Your AI agent's work belongs in your repo, not its chat history.
Ambient work records, compact handoffs, and bounded review/gate checks from cheap and local models — for AI-assisted work that needs evidence, recovery, and human gates, with pilot-grade proof boundaries.
You pay frontier prices for review, status checks, and "where were we" because nothing cheaper can be trusted. Cheaper models guess; when a chat ends, the work's memory dies with it; the next session reconstructs from a scrollback buffer and invents what it can't recover.
Open Scaffold keeps a repo-native work record — git-tracked, observed-fact files about what your agents did — and turns it into three things:
- Record (ambient). Extracted from observed facts — transcripts, receipts, test results — costing the working model nothing.
osc capture --from claude-code|codexreads a finished session into a record with no worker cooperation. Add a plan and evidence files to check claims against intent; feedback and lessons carry forward instead of being relearned. - Handoff.
osc handoffcompiles the record into a budgeted, secret-redacted packet so the next reader — a fresh session, a smaller model, another vendor's agent, or a teammate — resumes from truth instead of re-deriving or inventing it. - Review and gate.
osc reviewreports plateaus, failing criteria, and requirements worth questioning;osc gateturns that into a retry authorization with stop authority outside the worker. Any file-reading model can be the judge. Fails closed: no parseable verdict means no authorization.
| Command | Meaning |
|---|---|
osc handoff |
Compile the work record into a resume packet for the next session or model. |
osc review |
Review recorded attempts: plateaus, failing criteria, question-the-requirement signals. |
osc gate |
Authorize or block the next attempt from the analysis plus an optional independent judge. |
The interesting result is not "the scaffold makes your agent smarter" — measured, it does not. A naked frontier model matched or beat every scaffolded arm on in-session task quality. That dead result is published at equal weight with the wins.
What the record fixes is amnesia and memory errors.
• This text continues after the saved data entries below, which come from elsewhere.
// SPDX-FileCopyrightText: 2026 Skein Contributors
// SPDX-License-Identifier: MIT OR Apache-2.0

//! End-to-end tests for the complete ingestion pipeline.
//!
//! Each test builds its own pipeline against a `MockTransport`, so tests are
//! independent and order-insensitive.

use std::collections::HashSet;
use std::sync::{Arc, Mutex};
use std::time::Duration;

use skein_core::{Context, EventId, HealthStatus, Operation, SkeinError};
use skein_hooks::{Hook, HookPriority};
use skein_ingest::{BackpressureLevel, IngestionPipeline, PipelineConfig, QueueState, Transport};
use skein_resilience::CircuitState;
use skein_test_utils::{events, test_config, MockTransport, RecordingHook, Reply, TestPipeline};

fn build(
    config: PipelineConfig,
    transport: &Arc<MockTransport>,
) -> skein_ingest::PipelineBuilder {
    IngestionPipeline::builder(config).transport(Arc::clone(transport) as Arc<dyn Transport>)
}

// ---- Circuit breaking across batches ----

#[tokio::test(start_paused = true)]
async fn circuit_opens_on_outage_and_recovers_after_cooldown() {
    let transport = Arc::new(MockTransport::new());
    transport.set_fallback(Reply::Status(503));

    let mut config = test_config();
    config.retry.max_retries = 0;
    config.circuit.failure_threshold = 2;
    config.circuit.cooldown = Duration::from_secs(5);

    let transitions = Arc::new(Mutex::new(Vec::new()));
    let seen = Arc::clone(&transitions);
    let pipeline = build(config, &transport)
        .on_circuit_transition(Arc::new(move |from: CircuitState, to: CircuitState| {
            seen.lock().unwrap().push((from, to));
        }))
        .build()
        .unwrap();
    let ctx = Context::background();

    for _ in 0..2 {
        pipeline.submit(events(1).remove(0)).unwrap();
        let err = pipeline.flush(&ctx).await.unwrap_err();
        assert_eq!(err.status(), Some(503));
    }
    assert_eq!(pipeline.circuit_state(), CircuitState::Open);
    assert!(matches!(pipeline.health(), HealthStatus::Unhealthy(_)));

    pipeline.submit(events(1).remove(0)).unwrap();
    let err = pipeline.flush(&ctx).await.unwrap_err();
    assert!(matches!(err, SkeinError::CircuitOpen { .. }), "got: {err}");
    assert_eq!(transport.calls(), 2, "open circuit must not reach the collector");

    transport.set_fallback(Reply::AcceptAll);
    tokio::time::sleep(Duration::from_secs(6)).await;

    pipeline.submit(events(1).remove(0)).unwrap();
    pipeline.flush(&ctx).await.unwrap();
    assert_eq!(pipeline.circuit_state(), CircuitState::Closed);
    assert_eq!(pipeline.health(), HealthStatus::Healthy);

    let transitions = transitions.lock().unwrap().clone();
    assert_eq!(transitions.first(), Some(&(CircuitState::Closed, CircuitState::Open)));
    assert_eq!(transitions.last(), Some(&(CircuitState::HalfOpen, CircuitState::Closed)));

    pipeline.close().await.unwrap();
}

// ---- Backpressure ----

#[tokio::test]
async fn backpressure_rises_with_depth_and_releases_blocked_producers() {
    let transport = Arc::new(MockTransport::new());
    let mut config = test_config();
    config.capacity = 20;
    config.batch_size = 20;

    let levels = Arc::new(Mutex::new(Vec::new()));
    let seen = Arc::clone(&levels);
    let pipeline = Arc::new(
        build(config, &transport)
            .on_level_change(Arc::new(move |level: BackpressureLevel, _: QueueState| {
                seen.lock().unwrap().push(level);
            }))
            .build()
            .unwrap(),
    );

    // One short of a full batch, so only the level changes.
    for event in events(19) {
        pipeline.submit(event).unwrap();
    }
    assert_eq!(pipeline.backpressure_level(), BackpressureLevel::Critical);
    assert!(matches!(pipeline.health(), HealthStatus::Degraded(_)));
    assert_eq!(
        *levels.lock().unwrap(),
        vec![
            BackpressureLevel::Elevated,
            BackpressureLevel::High,
            BackpressureLevel::Critical,
        ]
    );

    let blocked = {
        let pipeline = Arc::clone(&pipeline);
        tokio::spawn(async move {
            pipeline
                .submit_wait(events(1).remove(0), &Context::background())
                .await
        })
    };
    tokio::task::yield_now().await;
    assert!(!blocked.is_finished(), "critical level blocks producers");

    pipeline.flush(&Context::background()).await.unwrap();
    blocked.await.unwrap().unwrap();
    assert_eq!(levels.lock().unwrap().last(), Some(&BackpressureLevel::Normal));

    pipeline.close().await.unwrap();
    assert_eq!(transport.delivered_ids().len(), 20);
}

// ---- Async error stream ----

#[tokio::test]
async fn background_failures_reach_the_error_stream() {
    let test = TestPipeline::builder()
        .transport({
            let transport = MockTransport::new();
            transport.set_fallback(Reply::Status(400));
            transport
        })
        .build()
        .unwrap();

    let reporter = Arc::clone(test.pipeline.reporter());
    let consumer = tokio::spawn(async move {
        let mut received = Vec::new();
        while let Some(err) = reporter.recv().await {
            received.push(err);
        }
        received
    });

    let ids = test.submit_events(3).unwrap();
    let err = test.pipeline.flush(&Context::background()).await.unwrap_err();
    assert_eq!(err.status(), Some(400));

    test.pipeline.close().await.unwrap();
    let received = consumer.await.unwrap();

    assert_eq!(received.len(), 1);
    assert_eq!(received[0].operation, Operation::Flush);
    assert_eq!(received[0].event_ids, ids);
    assert!(!received[0].retryable);
    assert_eq!(received[0].cause.status(), Some(400));
    assert_eq!(test.transport.calls(), 1);
}

// ---- Concurrency ----

#[tokio::test(flavor = "multi_thread", worker_threads = 4)]
async fn concurrent_producers_deliver_every_event_once() {
    let test = Arc::new(
        TestPipeline::builder()
            .configure(|config| {
                config.capacity = 1_000;
                config.batch_size = 25;
                config.delivery_workers = 4;
            })
            .build()
            .unwrap(),
    );

    let producers: Vec<_> = (0..8)
        .map(|_| {
            let test = Arc::clone(&test);
            tokio::spawn(async move { test.submit_events(100) })
        })
        .collect();

    let mut submitted = Vec::new();
    for producer in producers {
        submitted.extend(producer.await.unwrap().unwrap());
    }
    test.pipeline.close().await.unwrap();

    let delivered = test.transport.delivered_ids();
    assert_eq!(delivered.len(), 800);
    let unique: HashSet<&EventId> = delivered.iter().collect();
    assert_eq!(unique.len(), 800, "no event is delivered twice");
    assert_eq!(unique, submitted.iter().collect::<HashSet<_>>());
    assert!(test.transport.batch_sizes().iter().all(|&n| n <= 25));

    let stats = test.pipeline.stats();
    assert_eq!(stats.events_delivered, 800);
    assert_eq!(stats.pending, 0);
}

// ---- Configuration to delivery ----

#[tokio::test]
async fn file_configuration_drives_batching_and_hooks() {
    let config = skein_config::load_and_validate_str(
        r#"
[client]
base_url = "http://collector.test"

[queue]
capacity = 50
batch_size = 4
overflow_policy = "reject"
"#,
    )
    .unwrap();

    let transport = Arc::new(MockTransport::new());
    let recorder = RecordingHook::new().with_header("x-source", "e2e");
    let pipeline = build(PipelineConfig::from_config(&config), &transport)
        .add_hook("recorder", Hook::both(recorder.clone()), HookPriority::Observational)
        .build()
        .unwrap();

    for event in events(10) {
        pipeline.submit(event).unwrap();
    }
    pipeline.close().await.unwrap();

    let mut sizes = transport.batch_sizes();
    sizes.sort_unstable();
    assert_eq!(sizes, vec![2, 4, 4]);
    assert_eq!(recorder.requests().len(), 3);
    assert!(
        transport
            .requests()
            .iter()
            .all(|r| r.headers.get("x-source").map(String::as_str) == Some("e2e"))
    );

    let err = pipeline.submit(events(1).remove(0)).unwrap_err();
    assert!(matches!(err, SkeinError::Closed));
}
In preregistered trials, a mid-tier reviewer model answering factual questions about finished work — graded against answer keys committed before it ran — hit 94% accuracy with the record vs 30% without, zero confident wrong-history answers, at half the review cost. The record turns a cheap model into a trustworthy auditor. Boundaries in docs/PROOF_HARNESS.md.
A bounded Codex cold-resume fixture: a 1,557-byte resume capsule vs 419,233 bytes of raw transcript, three replicates per arm, decision quality tied at 6/6 on a deterministic human-facing reader-usability rubric, 4.330033x fewer tokens (median 137,327 → 31,715). One cold-resume decision, not a universal claim. This is not a production-readiness claim.
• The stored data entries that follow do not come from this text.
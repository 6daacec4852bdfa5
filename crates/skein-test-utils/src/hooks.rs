// SPDX-FileCopyrightText: 2026 Skein Contributors
// SPDX-License-Identifier: MIT OR Apache-2.0

//! Hooks with predictable behavior for chain and pipeline tests.

use std::sync::atomic::{AtomicUsize, Ordering};
use std::sync::{Arc, Mutex};
use std::time::Duration;

use async_trait::async_trait;
use skein_core::SkeinError;
use skein_hooks::{AfterResponse, BeforeRequest, RequestContext, ResponseContext};

/// Records every invocation and optionally stamps a header.
#[derive(Clone, Default)]
pub struct RecordingHook {
    header: Option<(String, String)>,
    requests: Arc<Mutex<Vec<RequestContext>>>,
    responses: Arc<Mutex<Vec<ResponseContext>>>,
}

impl RecordingHook {
    pub fn new() -> Self {
        Self::default()
    }

    /// Set `name: value` on every outgoing request.
    pub fn with_header(mut self, name: impl Into<String>, value: impl Into<String>) -> Self {
        self.header = Some((name.into(), value.into()));
        self
    }

    pub fn requests(&self) -> Vec<RequestContext> {
        self.requests
            .lock()
            .unwrap_or_else(|poisoned| poisoned.into_inner())
            .clone()
    }

    pub fn responses(&self) -> Vec<ResponseContext> {
        self.responses
            .lock()
            .unwrap_or_else(|poisoned| poisoned.into_inner())
            .clone()
    }
}

#[async_trait]
impl BeforeRequest for RecordingHook {
    async fn before_request(&self, ctx: &mut RequestContext) -> Result<(), SkeinError> {
        if let Some((name, value)) = &self.header {
            ctx.set_header(name.clone(), value.clone());
        }
        self.requests
            .lock()
            .unwrap_or_else(|poisoned| poisoned.into_inner())
            .push(ctx.clone());
        Ok(())
    }
}

#[async_trait]
impl AfterResponse for RecordingHook {
    async fn after_response(&self, ctx: &ResponseContext) -> Result<(), SkeinError> {
        self.responses
            .lock()
            .unwrap_or_else(|poisoned| poisoned.into_inner())
            .push(ctx.clone());
        Ok(())
    }
}

/// Fails every call with the given message.
#[derive(Clone)]
pub struct FailingHook {
    message: String,
    calls: Arc<AtomicUsize>,
}

impl FailingHook {
    pub fn new(message: impl Into<String>) -> Self {
        Self {
            message: message.into(),
            calls: Arc::new(AtomicUsize::new(0)),
        }
    }

    pub fn calls(&self) -> usize {
        self.calls.load(Ordering::SeqCst)
    }
}

#[async_trait]
impl BeforeRequest for FailingHook {
    async fn before_request(&self, _ctx: &mut RequestContext) -> Result<(), SkeinError> {
        self.calls.fetch_add(1, Ordering::SeqCst);
        Err(SkeinError::Internal(self.message.clone()))
    }
}

#[async_trait]
impl AfterResponse for FailingHook {
    async fn after_response(&self, _ctx: &ResponseContext) -> Result<(), SkeinError> {
        self.calls.fetch_add(1, Ordering::SeqCst);
        Err(SkeinError::Internal(self.message.clone()))
    }
}

/// Panics on every call.
#[derive(Clone, Copy, Default)]
pub struct PanickingHook;

#[async_trait]
impl BeforeRequest for PanickingHook {
    async fn before_request(&self, _ctx: &mut RequestContext) -> Result<(), SkeinError> {
        panic!("hook exploded");
    }
}

#[async_trait]
impl AfterResponse for PanickingHook {
    async fn after_response(&self, _ctx: &ResponseContext) -> Result<(), SkeinError> {
        panic!("hook exploded");
    }
}

/// Sleeps for a fixed time on every call, then succeeds.
#[derive(Clone)]
pub struct SlowHook {
    delay: Duration,
    calls: Arc<AtomicUsize>,
}

impl SlowHook {
    pub fn new(delay: Duration) -> Self {
        Self {
            delay,
            calls: Arc::new(AtomicUsize::new(0)),
        }
    }

    /// Calls started, finished or not.
    pub fn calls(&self) -> usize {
        self.calls.load(Ordering::SeqCst)
    }
}

#[async_trait]
impl BeforeRequest for SlowHook {
    async fn before_request(&self, _ctx: &mut RequestContext) -> Result<(), SkeinError> {
        self.calls.fetch_add(1, Ordering::SeqCst);
        tokio::time::sleep(self.delay).await;
        Ok(())
    }
}

#[async_trait]
impl AfterResponse for SlowHook {
    async fn after_response(&self, _ctx: &ResponseContext) -> Result<(), SkeinError> {
        self.calls.fetch_add(1, Ordering::SeqCst);
        tokio::time::sleep(self.delay).await;
        Ok(())
    }
}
Audit every receipt, zero spend: REPRODUCE.md.
npx open-scaffold@latest first-runThree questions produce MISSION.md, an active plan with acceptance criteria, and an evidence skeleton. Work however you already work; the record accumulates as files:
osc verify
osc evidence new first-slice
osc close first-slice --message "verified first slice"Scope changed? osc amend first-slice --message "what changed" — plans are immutable, learnings appended. More plans: osc plan new <slug> --stage active. Fresh session: osc handoff.
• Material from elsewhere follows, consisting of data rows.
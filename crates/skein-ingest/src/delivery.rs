// SPDX-FileCopyrightText: 2026 Skein Contributors
// SPDX-License-Identifier: MIT OR Apache-2.0

//! Retrying batch delivery.
//!
//! Every attempt runs the before-request hooks, asks the circuit breaker
//! for admission, calls the transport, then runs the after-response hooks.
//! Retryable failures back off exponentially. Every await inside an
//! attempt ends early once the caller's [`Context`] is done.

use std::sync::Arc;
use std::time::Duration;

use skein_core::{Batch, Context, DeliveryReport, IngestionRequest, SkeinError};
use skein_hooks::{HookChain, RequestContext, ResponseContext};
use skein_resilience::CircuitBreaker;
use tokio::time::Instant;
use tracing::{debug, info, warn};

use crate::recording;
use crate::transport::{Transport, TransportResponse};

/// Retry policy for one batch.
#[derive(Debug, Clone, PartialEq, Eq)]
pub struct RetryConfig {
    /// Additional attempts after the first one.
    pub max_retries: u32,
    pub base_delay: Duration,
    pub max_delay: Duration,
}

impl Default for RetryConfig {
    fn default() -> Self {
        Self {
            max_retries: 3,
            base_delay: Duration::from_millis(500),
            max_delay: Duration::from_secs(30),
        }
    }
}

impl RetryConfig {
    /// Wait after the `attempt`-th failure (1-based): `base * 2^(attempt-1)`,
    /// capped at `max_delay`.
    pub fn backoff(&self, attempt: u32) -> Duration {
        let exponent = attempt.saturating_sub(1);
        let factor = 2u32.checked_pow(exponent).unwrap_or(u32::MAX);
        self.base_delay
            .checked_mul(factor)
            .unwrap_or(self.max_delay)
            .min(self.max_delay)
    }
}

/// Whether the retry loop should try the same batch again after `err`.
///
/// Hook aborts, open circuits and cancellations stop the loop even when
/// the error itself is classified as retryable.
pub fn should_retry(err: &SkeinError) -> bool {
    match err {
        SkeinError::Hook { .. } | SkeinError::CircuitOpen { .. } | SkeinError::Cancelled => false,
        other => other.is_retryable(),
    }
}

/// Delivers batches through hooks, the circuit breaker and a transport.
pub struct DeliveryClient {
    transport: Arc<dyn Transport>,
    breaker: Arc<CircuitBreaker>,
    hooks: Arc<HookChain>,
    retry: RetryConfig,
}

impl std::fmt::Debug for DeliveryClient {
    fn fmt(&self, f: &mut std::fmt::Formatter<'_>) -> std::fmt::Result {
        f.debug_struct("DeliveryClient")
            .field("breaker", &self.breaker)
            .field("hooks", &self.hooks)
            .field("retry", &self.retry)
            .finish()
    }
}

impl DeliveryClient {
    pub fn new(
        transport: Arc<dyn Transport>,
        breaker: Arc<CircuitBreaker>,
        hooks: Arc<HookChain>,
        retry: RetryConfig,
    ) -> Self {
        Self {
            transport,
            breaker,
            hooks,
            retry,
        }
    }

    pub fn breaker(&self) -> &Arc<CircuitBreaker> {
        &self.breaker
    }

    pub fn hooks(&self) -> &Arc<HookChain> {
        &self.hooks
    }

    pub fn retry(&self) -> &RetryConfig {
        &self.retry
    }

    /// Delivers `batch`, retrying retryable failures.
    ///
    /// Returns the per-event outcome on any 200/207 response. If `ctx` ends
    /// during a before-request hook, a transport call or a backoff wait, its
    /// cancellation error is returned instead of the last transport error.
    pub async fn deliver(&self, batch: &Batch, ctx: &Context) -> Result<DeliveryReport, SkeinError> {
        let request = IngestionRequest::from(batch);
        let started = Instant::now();
        let mut attempt = 0u32;

        loop {
            if let Some(err) = ctx.err() {
                return Err(err);
            }
            attempt += 1;

            match self.attempt(batch, &request, attempt, ctx).await {
                Ok(response) => {
                    let report =
                        DeliveryReport::from_response(batch.id().clone(), response.body, attempt);
                    recording::record_delivery_latency(started.elapsed().as_secs_f64());
                    recording::record_batch("sent", report.succeeded.len(), report.failed.len());
                    if report.is_complete_success() {
                        debug!(
                            batch_id = %batch.id(),
                            events = batch.len(),
                            attempts = attempt,
                            "batch delivered"
                        );
                    } else {
                        warn!(
                            batch_id = %batch.id(),
                            succeeded = report.succeeded.len(),
                            failed = report.failed.len(),
                            "batch partially rejected"
                        );
                    }
                    return Ok(report);
                }
                Err(err) => {
                    if let Some(cancel) = ctx.err() {
                        info!(batch_id = %batch.id(), attempt, "delivery abandoned, context done");
                        return Err(cancel);
                    }

                    if !should_retry(&err) || attempt > self.retry.max_retries {
                        recording::record_delivery_latency(started.elapsed().as_secs_f64());
                        recording::record_batch("failed", 0, batch.len());
                        warn!(
                            batch_id = %batch.id(),
                            attempts = attempt,
                            error = %err,
                            "batch delivery failed"
                        );
                        return Err(err);
                    }

                    let delay = self.retry.backoff(attempt);
                    warn!(
                        batch_id = %batch.id(),
                        attempt,
                        delay_ms = delay.as_millis() as u64,
                        error = %err,
                        "delivery attempt failed, will retry"
                    );
                    ctx.sleep(delay).await?;
                }
            }
        }
    }

    async fn attempt(
        &self,
        batch: &Batch,
        request: &IngestionRequest,
        attempt: u32,
        ctx: &Context,
    ) -> Result<TransportResponse, SkeinError> {
        let mut request_ctx = RequestContext::new(batch.id().clone(), attempt, batch.len());
        if let Err(err) = ctx.run(self.hooks.before_request(&mut request_ctx)).await? {
            recording::record_delivery_attempt("hook_abort");
            return Err(err);
        }

        let started = Instant::now();
        let result = self.admitted_send(request, &request_ctx, ctx).await;
        recording::record_delivery_attempt(match &result {
            Ok(_) => "success",
            Err(SkeinError::CircuitOpen { .. }) => "circuit_open",
            Err(_) => "failure",
        });

        let response_ctx = ResponseContext {
            batch_id: batch.id().clone(),
            attempt,
            status: match &result {
                Ok(response) => Some(response.status),
                Err(err) => err.status(),
            },
            elapsed: started.elapsed(),
            error: result.as_ref().err().cloned(),
            succeeded: result.as_ref().map_or(0, |r| r.body.successes.len()),
            failed: result.as_ref().map_or(0, |r| r.body.errors.len()),
        };
        // The attempt's outcome stands even if the context cuts these short;
        // a delivered batch must not be requeued.
        if ctx.run(self.hooks.after_response(&response_ctx)).await.is_err() {
            debug!(batch_id = %batch.id(), attempt, "after-response hooks abandoned, context done");
        }

        result
    }

    /// One transport call under the circuit breaker.
    ///
    /// Only failures that say something about the collector's health
    /// (retryable errors) count against the breaker. A cancelled call
    /// releases its permit without an outcome.
    async fn admitted_send(
        &self,
        request: &IngestionRequest,
        request_ctx: &RequestContext,
        ctx: &Context,
    ) -> Result<TransportResponse, SkeinError> {
        let permit = self.breaker.acquire()?;
        let result = ctx.run(self.transport.send(request, request_ctx)).await?;
        match &result {
            Ok(_) => permit.success(),
            Err(err) if err.is_retryable() => permit.failure(),
            Err(_) => permit.success(),
        }
        result
    }
}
Want the discipline without the CLI? SKILL.md — the methodology works with plain files.
MISSION.md why this repo exists
.osc/plans/ scoped work with acceptance criteria (active/backlog/done/blocked)
.osc/runs/<run>/run.json handoff package for a worker or reviewer
.osc/releases/ evidence notes and release records
No daemon, no database, no SaaS — reviewable in a PR, survives any tool change.
- You own the goal, taste, risk, merge, and publish gates.
- Your agent does the work — Open Scaffold never runs or disciplines it.
- Open Scaffold keeps the record: what was asked, what happened, what was claimed versus verified, what the next session needs to know.
Use for multi-session AI work, PRs needing intent and evidence, audit-sensitive delivery. Skip for one-off scripts and prototypes that die in one session.
Pre-1.0 (v0.33.x). Does not make your model smarter — it makes the loop around the model disciplined. Maturity contract: docs/STABILITY.md. Claim ledger: docs/PROOF_HARNESS.md. Raw receipts: harness-bench.
docs/START_HERE.md— the single entry point.docs/PROOF_HARNESS.md— measured claims, raw pointers, proof boundaries.docs/STABILITY.md— command maturity, version truth, honest limits.REPRODUCE.md— audit every receipt, zero spend.SKILL.md— the methodology as a portable agent skill.docs/FAQ.md— deeper questions.docs/GLOSSARY.md— the vocabulary.
Open Scaffold is built with Open Scaffold. This repo carries its own mission, plans, run records, evidence notes, decisions, and releases — inspect the method instead of taking it on faith.